Work instructions:
Print the first line of the records below and every line after it, up to and including the line with "declares the variables". Print nothing else.

[Saved entries]
-*-
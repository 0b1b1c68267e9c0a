//! Copy number segmentation model parameters for the Segway/GMTK segment-countdown structure
//!
//! The structure file generated by Segway's initialization stage declares the variables
//! (frameIndex, ruler, seg, segCountDown, segTransition, subseg) and refers to the tables
//! below by name. This module fixes the shape of every deterministic rule and transition table,
//! and splices in the Gaussian emission parameters derived from the track statistics.
//!

use log::info;
use strum::{EnumCount, EnumIter, IntoEnumIterator};

use crate::gaussian_params::{SegmentState, StateGaussianParams};
use crate::model_spec::{
    Cardinality, DecisionNode, DecisionTree, DenseCpt, DeterministicCpt, Expr, Mixture,
    MixtureComponent, ModelSpec, ModelSpecBuilder, NameCollection, SpecError, ValueObject,
};

pub const CARD_FRAMEINDEX: &str = "CARD_FRAMEINDEX";
pub const CARD_RULER: &str = "CARD_RULER";
pub const CARD_SEG: &str = "CARD_SEG";
pub const CARD_SEGCOUNTDOWN: &str = "CARD_SEGCOUNTDOWN";
pub const CARD_SEGTRANSITION: &str = "CARD_SEGTRANSITION";
pub const CARD_SUBSEG: &str = "CARD_SUBSEG";
pub const RULER_SCALE: &str = "RULER_SCALE";

pub const MAP_FRAMEINDEX_RULER: &str = "map_frameIndex_ruler";
pub const MAP_SEG_SEGCOUNTDOWN: &str = "map_seg_segCountDown";
pub const MAP_SEGTRANSITION_RULER_SEG_SEGCOUNTDOWN_SEGCOUNTDOWN: &str =
    "map_segTransition_ruler_seg_segCountDown_segCountDown";
pub const MAP_SEG_SUBSEG_OBS: &str = "map_seg_subseg_obs";

pub const DPMF_ALWAYS: &str = "dpmf_always";

/// Values of the segTransition variable
#[derive(Clone, Copy, Debug, EnumCount, EnumIter, PartialEq)]
pub enum SegTransition {
    None,
    Subseg,
    Seg,
}

impl SegTransition {
    /// True if segCountDown restarts from the new segment label's initial value
    pub fn restarts_countdown(self) -> bool {
        matches!(self, Self::Seg)
    }
}

/// Model settings that are not intended to be runtime settable in the cli
pub struct StaticSegmentationSettings {
    /// Resolution passed to the initialization stage, in bases per frame
    pub resolution: u32,

    pub subseg_count: usize,

    /// segCountDown value assigned at the start of a segment, indexed by segment label
    pub initial_seg_countdown: Vec<i64>,

    /// Number of standard deviations separating the loss and gain state means from the
    /// neutral mean
    pub state_sd_separation: f64,

    /// Label used in all observation-specific parameter names
    pub observation_label: String,

    /// segTransition distribution for each segCountDown value
    pub countdown_transition_probs: Vec<[f64; SegTransition::COUNT]>,

    /// Allowed deviation from one in each probability row sum
    pub prob_tolerance: f64,
}

impl StaticSegmentationSettings {
    pub fn new() -> Self {
        Self {
            resolution: 50,
            subseg_count: 1,
            initial_seg_countdown: vec![1; SegmentState::COUNT],
            state_sd_separation: 2.0,
            observation_label: "LogR".to_string(),
            countdown_transition_probs: vec![[0.99, 0.00999, 0.00001], [0.99, 0.01, 0.0]],
            prob_tolerance: 1e-6,
        }
    }

    pub fn label_count(&self) -> usize {
        SegmentState::COUNT
    }

    pub fn seg_countdown_card(&self) -> usize {
        let max_countdown = self.initial_seg_countdown.iter().copied().max().unwrap_or(0);
        max_countdown.max(0) as usize + 1
    }
}

impl Default for StaticSegmentationSettings {
    fn default() -> Self {
        Self::new()
    }
}

fn mean_name(label: usize, observation_label: &str) -> String {
    format!("mean_seg{label}_subseg0_{observation_label}")
}

fn component_name(label: usize, observation_label: &str) -> String {
    format!("mc_asinh_norm_seg{label}_subseg0_{observation_label}")
}

fn mixture_name(label: usize, observation_label: &str) -> String {
    format!("mx_seg{label}_subseg0_{observation_label}")
}

fn card(symbol: &str) -> Cardinality {
    Cardinality::symbol(symbol)
}

/// Tree selecting the initial segCountDown value from the segment label in parent `seg_parent`
///
/// The last label is handled by the default branch.
///
fn get_seg_countdown_init_node(seg_parent: usize, initial_seg_countdown: &[i64]) -> DecisionNode {
    let (last, rest) = match initial_seg_countdown.split_last() {
        Some(x) => x,
        None => return DecisionNode::value(0),
    };
    let cases = rest
        .iter()
        .enumerate()
        .map(|(label, countdown)| (label as i64, DecisionNode::value(*countdown)))
        .collect();
    DecisionNode::split(seg_parent, cases, DecisionNode::value(*last))
}

/// Ruler is 1 on every frame index divisible by RULER_SCALE, and 0 otherwise
fn get_ruler_tree() -> DecisionTree {
    DecisionTree::new(
        1,
        DecisionNode::formula(
            Expr::modulo(Expr::parent(0), Expr::symbol(RULER_SCALE)).equals(Expr::int(0)),
        ),
    )
}

/// segCountDown update given parents (segTransition, ruler, seg, previous segCountDown)
///
/// On a segment transition the countdown restarts from the value for the new segment label.
/// Otherwise it is carried over between ruler marks, and decremented toward zero at each mark.
///
fn get_seg_countdown_update_tree(initial_seg_countdown: &[i64]) -> DecisionTree {
    const SEG_TRANSITION: usize = 0;
    const RULER: usize = 1;
    const SEG: usize = 2;
    const PREV_SEG_COUNTDOWN: usize = 3;

    let continuation = DecisionNode::split(
        RULER,
        vec![(0, DecisionNode::formula(Expr::parent(PREV_SEG_COUNTDOWN)))],
        DecisionNode::formula(Expr::max(
            Expr::parent(PREV_SEG_COUNTDOWN).minus(Expr::int(1)),
            Expr::int(0),
        )),
    );

    // All other transition values fall through to the continuation branch
    let restart_cases = SegTransition::iter()
        .filter(|x| x.restarts_countdown())
        .map(|x| {
            (
                x as i64,
                get_seg_countdown_init_node(SEG, initial_seg_countdown),
            )
        })
        .collect();

    DecisionTree::new(
        4,
        DecisionNode::split(SEG_TRANSITION, restart_cases, continuation),
    )
}

/// Combined (seg, subseg) observation index
fn get_seg_subseg_obs_tree() -> DecisionTree {
    DecisionTree::new(
        2,
        DecisionNode::formula(
            Expr::parent(0)
                .times(Expr::symbol(CARD_SUBSEG))
                .plus(Expr::parent(1)),
        ),
    )
}

fn append_decision_trees(builder: &mut ModelSpecBuilder, settings: &StaticSegmentationSettings) {
    builder
        .append(MAP_FRAMEINDEX_RULER, get_ruler_tree())
        .append(
            MAP_SEG_SEGCOUNTDOWN,
            DecisionTree::new(
                1,
                get_seg_countdown_init_node(0, &settings.initial_seg_countdown),
            ),
        )
        .append(
            MAP_SEGTRANSITION_RULER_SEG_SEGCOUNTDOWN_SEGCOUNTDOWN,
            get_seg_countdown_update_tree(&settings.initial_seg_countdown),
        )
        .append(MAP_SEG_SUBSEG_OBS, get_seg_subseg_obs_tree());
}

fn append_deterministic_cpts(builder: &mut ModelSpecBuilder) {
    builder
        .append(
            "seg_segCountDown",
            DeterministicCpt::from_tree(
                vec![card(CARD_SEG)],
                card(CARD_SEGCOUNTDOWN),
                MAP_SEG_SEGCOUNTDOWN,
            ),
        )
        .append(
            "frameIndex_ruler",
            DeterministicCpt::from_tree(
                vec![card(CARD_FRAMEINDEX)],
                card(CARD_RULER),
                MAP_FRAMEINDEX_RULER,
            ),
        )
        .append(
            "segTransition_ruler_seg_segCountDown_segCountDown",
            DeterministicCpt::from_tree(
                vec![
                    card(CARD_SEGTRANSITION),
                    card(CARD_RULER),
                    card(CARD_SEG),
                    card(CARD_SEGCOUNTDOWN),
                ],
                card(CARD_SEGCOUNTDOWN),
                MAP_SEGTRANSITION_RULER_SEG_SEGCOUNTDOWN_SEGCOUNTDOWN,
            ),
        )
        .append("seg_seg_copy", DeterministicCpt::copy_parent(card(CARD_SEG)))
        .append(
            "subseg_subseg_copy",
            DeterministicCpt::copy_parent(card(CARD_SUBSEG)),
        );
}

fn get_uniform_distro(size: usize) -> Vec<f64> {
    vec![1.0 / size as f64; size]
}

/// Segment to segment transitions, with no mass on staying in the same segment label
fn get_seg_seg_transitions(label_count: usize) -> Vec<Vec<f64>> {
    let go_prob = 1.0 / (label_count.max(2) - 1) as f64;
    (0..label_count)
        .map(|from_label| {
            (0..label_count)
                .map(|to_label| if from_label == to_label { 0.0 } else { go_prob })
                .collect()
        })
        .collect()
}

fn append_dense_cpts(builder: &mut ModelSpecBuilder, settings: &StaticSegmentationSettings) {
    let label_count = settings.label_count();
    let subseg_count = settings.subseg_count;

    let countdown_transitions = settings
        .countdown_transition_probs
        .iter()
        .map(|probs| vec![probs.to_vec(); label_count])
        .collect::<Vec<_>>();

    builder
        .append(
            "start_seg",
            DenseCpt::new(vec![], card(CARD_SEG), get_uniform_distro(label_count)),
        )
        .append(
            "seg_subseg",
            DenseCpt::new(
                vec![card(CARD_SEG)],
                card(CARD_SUBSEG),
                vec![get_uniform_distro(subseg_count); label_count],
            ),
        )
        .append(
            "seg_seg",
            DenseCpt::new(
                vec![card(CARD_SEG)],
                card(CARD_SEG),
                get_seg_seg_transitions(label_count),
            ),
        )
        .append(
            "seg_subseg_subseg",
            DenseCpt::new(
                vec![card(CARD_SEG), card(CARD_SUBSEG)],
                card(CARD_SUBSEG),
                vec![vec![get_uniform_distro(subseg_count); subseg_count]; label_count],
            ),
        )
        .append(
            "segCountDown_seg_segTransition",
            DenseCpt::new(
                vec![card(CARD_SEGCOUNTDOWN), card(CARD_SEG)],
                card(CARD_SEGTRANSITION),
                countdown_transitions,
            ),
        );
}

/// One single-component diagonal Gaussian mixture per segment state
fn append_gaussian_mixtures(
    builder: &mut ModelSpecBuilder,
    settings: &StaticSegmentationSettings,
    params: &StateGaussianParams,
) {
    let label = settings.observation_label.as_str();
    let dim = params.track_count();
    let covar_name = format!("covar_{label}");

    for state in SegmentState::iter() {
        builder.append(
            &mean_name(state as usize, label),
            ValueObject::Mean(params.state_mean(state).to_vec()),
        );
    }
    builder
        .append(&covar_name, ValueObject::Covar(params.variance.clone()))
        .append(DPMF_ALWAYS, ValueObject::Dpmf(vec![1.0]));

    for state in SegmentState::iter() {
        builder.append(
            &component_name(state as usize, label),
            MixtureComponent::diag_gaussian(dim, &mean_name(state as usize, label), &covar_name),
        );
    }
    for state in SegmentState::iter() {
        builder.append(
            &mixture_name(state as usize, label),
            Mixture::new(
                dim,
                DPMF_ALWAYS,
                &[component_name(state as usize, label).as_str()],
            ),
        );
    }
}

/// Assemble and validate the full copy number segmentation parameter specification
///
pub fn build_cnv_model_spec(
    settings: &StaticSegmentationSettings,
    params: &StateGaussianParams,
) -> Result<ModelSpec, SpecError> {
    let label = settings.observation_label.as_str();
    let mut builder = ModelSpecBuilder::new().with_tolerance(settings.prob_tolerance);
    builder
        .define_cardinality(CARD_SEG, settings.label_count())
        .define_cardinality(CARD_SUBSEG, settings.subseg_count)
        .define_cardinality(CARD_RULER, 2)
        .define_cardinality(CARD_SEGTRANSITION, SegTransition::COUNT)
        .define_cardinality(CARD_SEGCOUNTDOWN, settings.seg_countdown_card());

    append_decision_trees(&mut builder, settings);
    builder.append(
        &format!("collection_seg_{label}"),
        NameCollection::new((0..settings.label_count()).map(|x| mixture_name(x, label))),
    );
    append_deterministic_cpts(&mut builder);
    append_dense_cpts(&mut builder, settings);
    append_gaussian_mixtures(&mut builder, settings, params);

    let spec = builder.build()?;
    info!(
        "Validated copy number model specification with {} sections",
        spec.sections().len()
    );
    Ok(spec)
}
-*-
Completed task:
repository 0b1b1c68267e9c0a
//! Copy number segmentation model parameters for the Segway/GMTK segment-countdown structure
//!
//! The structure file generated by Segway's initialization stage declares the variables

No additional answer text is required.